Ray's head lifted from the grass. I was making progress.
"Let's go see Hugo," I said.
Ray's eyebrows thought about it for a minute, but he didn't get up.
"Hey Ray," I said pulling out the big guns, "Let's go find Izzy."
At the word 'Izzy,' the hound jumped to his feet, put his nose to the ground, and started off down the sidewalk at a high rate of speed looking for his old friend (I haven't told him that Iz has passed away). I kept up as best I could.
We were nearing a busy intersection with a traffic light. Ray had caught on that Izzy was nowhere to be found and was slowing. To keep his momentum going, I steered him away from the intersection, taking a shortcut through the cemetery parking lot. We were half way through before Ray flopped on the tarmac in a sunny spot. I tried to move him to a grassy median but the immovable object objected. I looked around to see if he was in any danger of being run over but it was pretty quiet, only one small graveside ceremony taking place some distance away. I walked the length of the leash to a shady spot and sat down, waiting.
Ray rested, then for no particular reason, got up and jogged on. I followed at a brisk trot until he flopped again.
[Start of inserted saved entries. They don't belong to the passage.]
//! Embedder contract (§4.10): `Embed`, `EmbedBatch`, `Dimensions`, `Model`. Dimensions are fixed
//! per model and known ahead of time — no discovery round-trip needed before calling
//! `CreateCollection`.

use async_trait::async_trait;

#[async_trait]
pub trait Embedder: Send + Sync {
    async fn embed(&self, text: &str) -> Result<Vec<f32>, String>;
    async fn embed_batch(&self, texts: &[String]) -> Result<Vec<Vec<f32>>, String>;
    fn dimensions(&self) -> usize;
    fn model(&self) -> &str;
}

/// Reference embedder talking to an Ollama-style `/api/embeddings` endpoint, mirroring the
/// teacher's reqwest-based HTTP client construction (`clients/common.rs`).
pub struct HttpEmbedder {
    base_url: String,
    model: String,
    dimensions: usize,
}

impl HttpEmbedder {
    pub fn new(base_url: impl Into<String>, model: impl Into<String>, dimensions: usize) -> Self {
        HttpEmbedder {
            base_url: base_url.into().trim_end_matches('/').to_string(),
            model: model.into(),
            dimensions,
        }
    }

    /// Known dimensionality for the common embedding models named in §4.10.
    pub fn known_dimensions(model: &str) -> Option<usize> {
        match model {
            "nomic-embed-text" => Some(768),
            "bge-m3" => Some(1024),
            "all-minilm" => Some(384),
            _ => None,
        }
    }

    async fn request_one(&self, text: &str) -> Result<Vec<f32>, String> {
        let client = crate::airborne::provider::common::shared_http_client();
        let url = format!("{}/api/embeddings", self.base_url);
        let resp = client
            .post(&url)
            .json(&serde_json::json!({"model": self.model, "prompt": text}))
            .send()
            .await
            .map_err(|e| e.to_string())?;
        let status = resp.status();
        let value: serde_json::Value = resp.json().await.map_err(|e| e.to_string())?;
        if !status.is_success() {
            return Err(format!("{} {}", status.as_u16(), value));
        }
        let vector = value["embedding"]
            .as_array()
            .ok_or_else(|| "embedding response missing 'embedding' array".to_string())?
            .iter()
            .map(|v| v.as_f64().unwrap_or(0.0) as f32)
            .collect();
        Ok(vector)
    }
}

#[async_trait]
impl Embedder for HttpEmbedder {
    async fn embed(&self, text: &str) -> Result<Vec<f32>, String> {
        self.request_one(text).await
    }

    async fn embed_batch(&self, texts: &[String]) -> Result<Vec<Vec<f32>>, String> {
        let mut out = Vec::with_capacity(texts.len());
        for text in texts {
            out.push(self.request_one(text).await?);
        }
        Ok(out)
    }

    fn dimensions(&self) -> usize {
        self.dimensions
    }

    fn model(&self) -> &str {
        &self.model
    }
}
The scenario repeated.
I was starting to wonder if I would be able to get the lazy dog across the busy four lane road without him flopping in the middle of traffic when, in a burst of energy, Ray got up and tore down the sidewalk. I looked for a significant gap in the cars, saw our chance, and took it. We jogged crossed the street then on for another tenth of a mile before Ray flopped again. This time it was a lovely, quiet spot under a dogwood tree. Specifically, immediately under a nest being built by a robin.
I got to my feet.
|The final flop|
Surprisingly, Ray got to his feet and took off down the street at a good clip. I trotted along behind thinking we would easily make it home this time.
Instead, we made it as far as Roxie's house. Roxie's house is one that we pass as we walk around the block and is almost directly behind ours. As Ray once again collapsed in the shady spot under a tree, I sat myself on the sidewalk, waiting.
Roxie's mom, Brenda, came out of the house and started across the yard.
"What's wrong?" she asked concerned, and, her view of the dog blocked by the big tree, "Where's Ray?"
As she passed the tree and saw the dog, she smiled.
"Oh, I thought maybe he had gotten away," Brenda said, "I didn't see him with you. Hi, Ray."
Ray didn't twitch a muscle.
I explained about our walk and that I was having trouble motivating the dog.
"I'll go get Roxie," said Brenda.
At that she entered the house and came out with the little dog on a leash. Roxie crept up to the big dog, tail wagging. Ray immediately got to his feet.
I gave a pet to the teeny tiny dog and thanked her for her help. I gave a wave to Brenda and Ray and I set off on the final leg of our long, long journey.